_Exercise requirements_. Nothing but the lines from the start of the records through the line that contains "for i in 0..args.len()" is to be copied, and each is to be copied exactly.

======== Extracted data

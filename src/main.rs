//! FreshFold gateway entry point
//!
//! Startup order: config, logging, seed directory, serve.

use std::sync::Arc;

use freshfold::catalog::Catalog;
use freshfold::config::AppConfig;
use freshfold::directory::Directory;
use freshfold::gateway::{self, state::AppState};
use freshfold::logging::init_logging;
use freshfold::service::OrderLifecycleService;

fn config_env() -> String {
    let args: Vec<String> = std::env::args().collect();
    for i in 0..args.len() {
        if args[i] == "--env" && i + 1 < args.len() {
            return args[i + 1].clone();
        }
    }
    "default".to_string()
}

#[tokio::main]
async fn main() -> anyhow::Result<()> {
    let env = config_env();
    let config = AppConfig::load(&env).unwrap_or_else(|e| {
        eprintln!("{}; falling back to built-in defaults", e);
        AppConfig::default()
    });

    let _guard = init_logging(&config);
    tracing::info!(env = %env, "starting freshfold gateway");

    let directory = Arc::new(Directory::with_seed_data());
    tracing::info!("directory seeded with stock personnel roster");

    let service = Arc::new(OrderLifecycleService::new(directory, Catalog::default()));
    let state = Arc::new(AppState::new(service));

    gateway::run_server(&config.gateway.host, config.gateway.port, state).await
}
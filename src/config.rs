use serde::{Deserialize, Serialize};
use std::fs;

#[derive(Debug, Serialize, Deserialize, Clone)]
pub struct AppConfig {
    pub log_level: String,
    pub log_dir: String,
    pub log_file: String,
    pub use_json: bool,
    pub rotation: String,
    pub enable_tracing: bool,
    pub gateway: GatewayConfig,
}

#[derive(Debug, Serialize, Deserialize, Clone)]
pub struct GatewayConfig {
    pub host: String,
    pub port: u16,
}

impl Default for AppConfig {
    fn default() -> Self {
        Self {
            log_level: "info".to_string(),
            log_dir: "./logs".to_string(),
            log_file: "freshfold.log".to_string(),
            use_json: false,
            rotation: "daily".to_string(),
            enable_tracing: true,
            gateway: GatewayConfig {
                host: "0.0.0.0".to_string(),
                port: 8080,
            },
        }
    }
}

impl AppConfig {
    pub fn load(env: &str) -> anyhow::Result<Self> {
        let config_path = format!("config/{}.yaml", env);
        let content = fs::read_to_string(&config_path)
            .map_err(|e| anyhow::anyhow!("failed to read config file {}: {}", config_path, e))?;
        serde_yaml::from_str(&content)
            .map_err(|e| anyhow::anyhow!("failed to parse {}: {}", config_path, e))
    }
}
//! HTTP handlers, grouped by concern

pub mod admin;
pub mod health;
pub mod helpers;
pub mod order;
pub mod query;

pub use admin::{admin_stats, all_orders, recent_orders};
pub use health::{health_check, HealthResponse};
pub use order::{accept_order, create_order, rate_order, reject_order, update_status};
pub use query::{
    catalog, completed_orders, in_progress_orders, list_personnel, order_detail, pending_orders,
    personnel_orders, personnel_stats, student_orders,
};
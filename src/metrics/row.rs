//! One month of observations and its derived indicators.

use serde::{Deserialize, Serialize};

use super::schema::Measure;

/// Raw measures for one calendar month.
///
/// `None` marks a cell that was missing, non-numeric or negative in the
/// input; it is kept distinct from an observed zero.
#[derive(Debug, Clone, PartialEq, Serialize, Deserialize)]
pub struct MetricsRow {
    pub month: String,
    pub engaged_accounts: Option<f64>,
    pub followers: Option<f64>,
    pub reach: Option<f64>,
    pub interactions: Option<f64>,
    pub likes: Option<f64>,
    pub comments: Option<f64>,
}

impl MetricsRow {
    /// Row with every measure present.
    pub fn observed(month: impl Into<String>, values: [f64; 6]) -> Self {
        let [engaged_accounts, followers, reach, interactions, likes, comments] = values;
        Self {
            month: month.into(),
            engaged_accounts: Some(engaged_accounts),
            followers: Some(followers),
            reach: Some(reach),
            interactions: Some(interactions),
            likes: Some(likes),
            comments: Some(comments),
        }
    }

    pub fn get(&self, measure: Measure) -> Option<f64> {
        match measure {
            Measure::EngagedAccounts => self.engaged_accounts,
            Measure::Followers => self.followers,
            Measure::Reach => self.reach,
            Measure::Interactions => self.interactions,
            Measure::Likes => self.likes,
            Measure::Comments => self.comments,
        }
    }

    pub(crate) fn set(&mut self, measure: Measure, value: Option<f64>) {
        let slot = match measure {
            Measure::EngagedAccounts => &mut self.engaged_accounts,
            Measure::Followers => &mut self.followers,
            Measure::Reach => &mut self.reach,
            Measure::Interactions => &mut self.interactions,
            Measure::Likes => &mut self.likes,
            Measure::Comments => &mut self.comments,
        };
        *slot = value;
    }

    /// Engagement rate in percent: interactions / reach * 100.
    ///
    /// Undefined when reach is zero or either value is missing.
    pub fn engagement_rate(&self) -> Option<f64> {
        match (self.interactions, self.reach) {
            (Some(interactions), Some(reach)) if reach > 0.0 => Some(interactions / reach * 100.0),
            _ => None,
        }
    }
}

/// Parse one measure cell. Non-numeric, empty, non-finite and negative
/// cells are treated as missing data rather than failing the table.
pub fn parse_measure(cell: &str) -> Option<f64> {
    let value = cell.trim().parse::<f64>().ok()?;
    (value.is_finite() && value >= 0.0).then_some(value)
}

/// Percentage change from `previous` to `current`.
///
/// Undefined when either side is missing or the predecessor is zero.
pub fn growth_pct(previous: Option<f64>, current: Option<f64>) -> Option<f64> {
    match (previous, current) {
        (Some(prev), Some(cur)) if prev != 0.0 => Some((cur - prev) / prev * 100.0),
        _ => None,
    }
}

/// Indicators computed after chronological ordering.
#[derive(Debug, Clone, Copy, Default, PartialEq, Serialize, Deserialize)]
pub struct DerivedMetrics {
    pub follower_growth_pct: Option<f64>,
    pub reach_growth_pct: Option<f64>,
    pub engaged_growth_pct: Option<f64>,
    pub engagement_rate_pct: Option<f64>,
}

/// Selector over [`DerivedMetrics`] fields.
#[derive(Debug, Clone, Copy, PartialEq, Eq, Hash, Serialize, Deserialize)]
pub enum DerivedField {
    FollowerGrowth,
    ReachGrowth,
    EngagedGrowth,
    EngagementRate,
}

impl DerivedMetrics {
    /// Derive indicators for `current` given its chronological predecessor.
    pub fn derive(previous: Option<&MetricsRow>, current: &MetricsRow) -> Self {
        let growth = |measure: Measure| previous.and_then(|prev| growth_pct(prev.get(measure), current.get(measure)));
        Self {
            follower_growth_pct: growth(Measure::Followers),
            reach_growth_pct: growth(Measure::Reach),
            engaged_growth_pct: growth(Measure::EngagedAccounts),
            engagement_rate_pct: current.engagement_rate(),
        }
    }

    pub fn get(&self, field: DerivedField) -> Option<f64> {
        match field {
            DerivedField::FollowerGrowth => self.follower_growth_pct,
            DerivedField::ReachGrowth => self.reach_growth_pct,
            DerivedField::EngagedGrowth => self.engaged_growth_pct,
            DerivedField::EngagementRate => self.engagement_rate_pct,
        }
    }
}

#[cfg(test)]
mod tests {
    use super::*;

    #[test]
    fn test_parse_measure() {
        assert_eq!(parse_measure(" 476 "), Some(476.0));
        assert_eq!(parse_measure("12.5"), Some(12.5));
        assert_eq!(parse_measure("0"), Some(0.0));
        assert_eq!(parse_measure("n/a"), None);
        assert_eq!(parse_measure(""), None);
        assert_eq!(parse_measure("-3"), None);
        assert_eq!(parse_measure("NaN"), None);
    }

    #[test]
    fn test_growth_zero_is_defined() {
        assert_eq!(growth_pct(Some(10.0), Some(10.0)), Some(0.0));
        assert_eq!(growth_pct(Some(0.0), Some(10.0)), None);
        assert_eq!(growth_pct(None, Some(10.0)), None);
    }

    #[test]
    fn test_engagement_rate_zero_reach_is_undefined() {
        let mut row = MetricsRow::observed("Janeiro", [1.0, 2.0, 0.0, 5.0, 1.0, 1.0]);
        assert_eq!(row.engagement_rate(), None);
        row.set(Measure::Reach, None);
        assert_eq!(row.engagement_rate(), None);
        row.set(Measure::Reach, Some(50.0));
        assert_eq!(row.engagement_rate(), Some(10.0));
    }

    #[test]
    fn test_derive_first_row_has_no_growth() {
        let row = MetricsRow::observed("Dezembro", [59.0, 476.0, 1322.0, 125.0, 95.0, 30.0]);
        let derived = DerivedMetrics::derive(None, &row);
        assert_eq!(derived.follower_growth_pct, None);
        assert_eq!(derived.reach_growth_pct, None);
        assert_eq!(derived.engaged_growth_pct, None);
        assert!(derived.engagement_rate_pct.is_some());
    }
}
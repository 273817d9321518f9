//! Utils Module
pub mod logging;

pub use logging::init_logging;
//! Chronologically ordered, enriched metrics table.

use chrono::NaiveDate;
use serde::{Deserialize, Serialize};
use tracing::debug;

use super::calendar::resolve_month_in;
use super::row::{growth_pct, DerivedField, DerivedMetrics, MetricsRow};
use super::schema::Measure;
use crate::error::{CoreError, Result};

/// A row together with its resolved month and derived indicators.
#[derive(Debug, Clone, PartialEq, Serialize, Deserialize)]
pub struct MetricsRecord {
    /// First day of the resolved calendar month
    pub period: NaiveDate,
    pub row: MetricsRow,
    pub derived: DerivedMetrics,
}

/// Immutable table built once per ingestion.
///
/// Invariant: records are sorted ascending by `period` and never empty.
/// Deserialized tables are rebuilt from their rows to keep it.
#[derive(Debug, Clone, PartialEq, Serialize, Deserialize)]
#[serde(try_from = "StoredTable")]
pub struct MetricsTable {
    records: Vec<MetricsRecord>,
    reference_year: i32,
}

/// Serialized shape of a [`MetricsTable`], before validation.
#[derive(Deserialize)]
struct StoredTable {
    records: Vec<MetricsRecord>,
    reference_year: i32,
}

impl TryFrom<StoredTable> for MetricsTable {
    type Error = CoreError;

    fn try_from(stored: StoredTable) -> Result<Self> {
        let rows = stored.records.into_iter().map(|record| record.row).collect();
        MetricsTable::build(rows, stored.reference_year)
    }
}

/// Headline figures comparing the first and last months of a table.
#[derive(Debug, Clone, PartialEq, Serialize, Deserialize)]
pub struct TableSummary {
    pub first_month: String,
    pub last_month: String,
    pub months: usize,
    pub follower_growth_pct: Option<f64>,
    pub reach_growth_pct: Option<f64>,
    pub engaged_growth_pct: Option<f64>,
    /// Mean over the months where the rate is defined
    pub mean_engagement_rate_pct: Option<f64>,
}

impl MetricsTable {
    /// Resolve, sort and derive. Fails on the first unresolvable month label
    /// or when `rows` is empty; no partial table is produced.
    pub fn build(rows: Vec<MetricsRow>, reference_year: i32) -> Result<Self> {
        if rows.is_empty() {
            return Err(CoreError::ParseFailure("table has no data rows".to_string()));
        }

        let mut dated = rows
            .into_iter()
            .map(|row| resolve_month_in(&row.month, reference_year).map(|period| (period, row)))
            .collect::<Result<Vec<_>>>()?;

        // Stable: rows sharing a month keep their input order.
        dated.sort_by_key(|(period, _)| *period);

        let mut records: Vec<MetricsRecord> = Vec::with_capacity(dated.len());
        for (period, row) in dated {
            let derived = DerivedMetrics::derive(records.last().map(|prev| &prev.row), &row);
            records.push(MetricsRecord { period, row, derived });
        }

        debug!(rows = records.len(), "built metrics table");
        Ok(Self { records, reference_year })
    }

    pub fn len(&self) -> usize {
        self.records.len()
    }

    pub fn is_empty(&self) -> bool {
        self.records.is_empty()
    }

    /// All records in chronological order. Each call starts a fresh iterator.
    pub fn all_rows(&self) -> impl Iterator<Item = &MetricsRecord> + '_ {
        self.records.iter()
    }

    /// Earliest month in the table.
    pub fn first_month(&self) -> &MetricsRecord {
        // build() rejects empty input
        &self.records[0]
    }

    pub fn last_month(&self) -> &MetricsRecord {
        &self.records[self.records.len() - 1]
    }

    /// Look up a month by any accepted spelling of its label.
    ///
    /// When several rows resolve to the same month the first one is returned.
    pub fn rows_for(&self, month_label: &str) -> Result<&MetricsRecord> {
        let not_found = || CoreError::NotFound(month_label.to_string());
        let period = resolve_month_in(month_label, self.reference_year).map_err(|_| not_found())?;
        self.records
            .iter()
            .find(|record| record.period == period)
            .ok_or_else(not_found)
    }

    /// Month labels in chronological order.
    pub fn months(&self) -> Vec<&str> {
        self.records.iter().map(|r| r.row.month.as_str()).collect()
    }

    /// `(month, value)` pairs of one measure, for plotting.
    pub fn series(&self, measure: Measure) -> Vec<(String, Option<f64>)> {
        self.records
            .iter()
            .map(|r| (r.row.month.clone(), r.row.get(measure)))
            .collect()
    }

    /// `(month, value)` pairs of one derived indicator.
    pub fn derived_series(&self, field: DerivedField) -> Vec<(String, Option<f64>)> {
        self.records
            .iter()
            .map(|r| (r.row.month.clone(), r.derived.get(field)))
            .collect()
    }

    pub fn summary(&self) -> TableSummary {
        let first = &self.first_month().row;
        let last = &self.last_month().row;
        let overall = |measure: Measure| {
            if self.records.len() < 2 {
                None
            } else {
                growth_pct(first.get(measure), last.get(measure))
            }
        };

        let rates: Vec<f64> = self
            .records
            .iter()
            .filter_map(|r| r.derived.engagement_rate_pct)
            .collect();
        let mean_engagement_rate_pct = if rates.is_empty() {
            None
        } else {
            Some(rates.iter().sum::<f64>() / rates.len() as f64)
        };

        TableSummary {
            first_month: first.month.clone(),
            last_month: last.month.clone(),
            months: self.records.len(),
            follower_growth_pct: overall(Measure::Followers),
            reach_growth_pct: overall(Measure::Reach),
            engaged_growth_pct: overall(Measure::EngagedAccounts),
            mean_engagement_rate_pct,
        }
    }
}

impl<'a> IntoIterator for &'a MetricsTable {
    type Item = &'a MetricsRecord;
    type IntoIter = std::slice::Iter<'a, MetricsRecord>;

    fn into_iter(self) -> Self::IntoIter {
        self.records.iter()
    }
}

#[cfg(test)]
mod tests {
    use super::*;
    use crate::metrics::calendar::DEFAULT_REFERENCE_YEAR;

    fn rows() -> Vec<MetricsRow> {
        vec![
            MetricsRow::observed("Fevereiro", [286.0, 728.0, 10096.0, 587.0, 432.0, 155.0]),
            MetricsRow::observed("Dezembro", [59.0, 476.0, 1322.0, 125.0, 95.0, 30.0]),
            MetricsRow::observed("Janeiro", [171.0, 558.0, 8778.0, 345.0, 256.0, 89.0]),
        ]
    }

    #[test]
    fn test_build_sorts_chronologically() {
        let table = MetricsTable::build(rows(), DEFAULT_REFERENCE_YEAR).unwrap();
        assert_eq!(table.months(), vec!["Dezembro", "Janeiro", "Fevereiro"]);
        assert_eq!(table.first_month().row.month, "Dezembro");
    }

    #[test]
    fn test_growth_uses_sorted_predecessor() {
        let table = MetricsTable::build(rows(), DEFAULT_REFERENCE_YEAR).unwrap();
        let jan = table.rows_for("jan").unwrap();
        let growth = jan.derived.follower_growth_pct.unwrap();
        assert!((growth - 17.2268907563).abs() < 1e-6);
    }

    #[test]
    fn test_build_rejects_empty() {
        assert!(MetricsTable::build(Vec::new(), DEFAULT_REFERENCE_YEAR).is_err());
    }

    #[test]
    fn test_rows_for_unknown_month() {
        let table = MetricsTable::build(rows(), DEFAULT_REFERENCE_YEAR).unwrap();
        assert_eq!(table.rows_for("Março"), Err(CoreError::NotFound("Março".to_string())));
        assert_eq!(table.rows_for("Smarch"), Err(CoreError::NotFound("Smarch".to_string())));
    }

    #[test]
    fn test_stable_sort_for_duplicate_months() {
        let mut input = rows();
        input.push(MetricsRow::observed("Dec", [1.0, 1.0, 1.0, 1.0, 1.0, 1.0]));
        let table = MetricsTable::build(input, DEFAULT_REFERENCE_YEAR).unwrap();
        assert_eq!(table.months(), vec!["Dezembro", "Dec", "Janeiro", "Fevereiro"]);
        assert_eq!(table.rows_for("December").unwrap().row.month, "Dezembro");
    }

    #[test]
    fn test_deserialize_empty_table_fails() {
        let result = serde_json::from_str::<MetricsTable>(r#"{"records":[],"reference_year":2025}"#);
        assert!(result.is_err());
    }

    #[test]
    fn test_deserialize_rebuilds_order_and_derived() {
        let table = MetricsTable::build(rows(), DEFAULT_REFERENCE_YEAR).unwrap();
        let mut value = serde_json::to_value(&table).unwrap();
        let records = value["records"].as_array_mut().unwrap();
        records.reverse();
        records[0]["derived"]["follower_growth_pct"] = serde_json::json!(999.0);

        let restored: MetricsTable = serde_json::from_value(value).unwrap();
        assert_eq!(restored, table);
        assert_eq!(restored.first_month().row.month, "Dezembro");
    }

    #[test]
    fn test_summary() {
        let table = MetricsTable::build(rows(), DEFAULT_REFERENCE_YEAR).unwrap();
        let summary = table.summary();
        assert_eq!(summary.first_month, "Dezembro");
        assert_eq!(summary.last_month, "Fevereiro");
        assert_eq!(summary.months, 3);
        let followers = summary.follower_growth_pct.unwrap();
        assert!((followers - (728.0 - 476.0) / 476.0 * 100.0).abs() < 1e-9);
        assert!(summary.mean_engagement_rate_pct.is_some());
    }

    #[test]
    fn test_series_in_chronological_order() {
        let table = MetricsTable::build(rows(), DEFAULT_REFERENCE_YEAR).unwrap();
        let reach = table.series(Measure::Reach);
        assert_eq!(reach[0], ("Dezembro".to_string(), Some(1322.0)));
        let growth = table.derived_series(DerivedField::ReachGrowth);
        assert_eq!(growth[0].1, None);
        assert!(growth[2].1.is_some());
    }
}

================

_Output for this exercise_.
filename src/main.rs
//! FreshFold gateway entry point
//!
//! Startup order: config, logging, seed directory, serve.

use std::sync::Arc;

use freshfold::catalog::Catalog;
use freshfold::config::AppConfig;
use freshfold::directory::Directory;
use freshfold::gateway::{self, state::AppState};
use freshfold::logging::init_logging;
use freshfold::service::OrderLifecycleService;

fn config_env() -> String {
    let args: Vec<String> = std::env::args().collect();
    for i in 0..args.len() {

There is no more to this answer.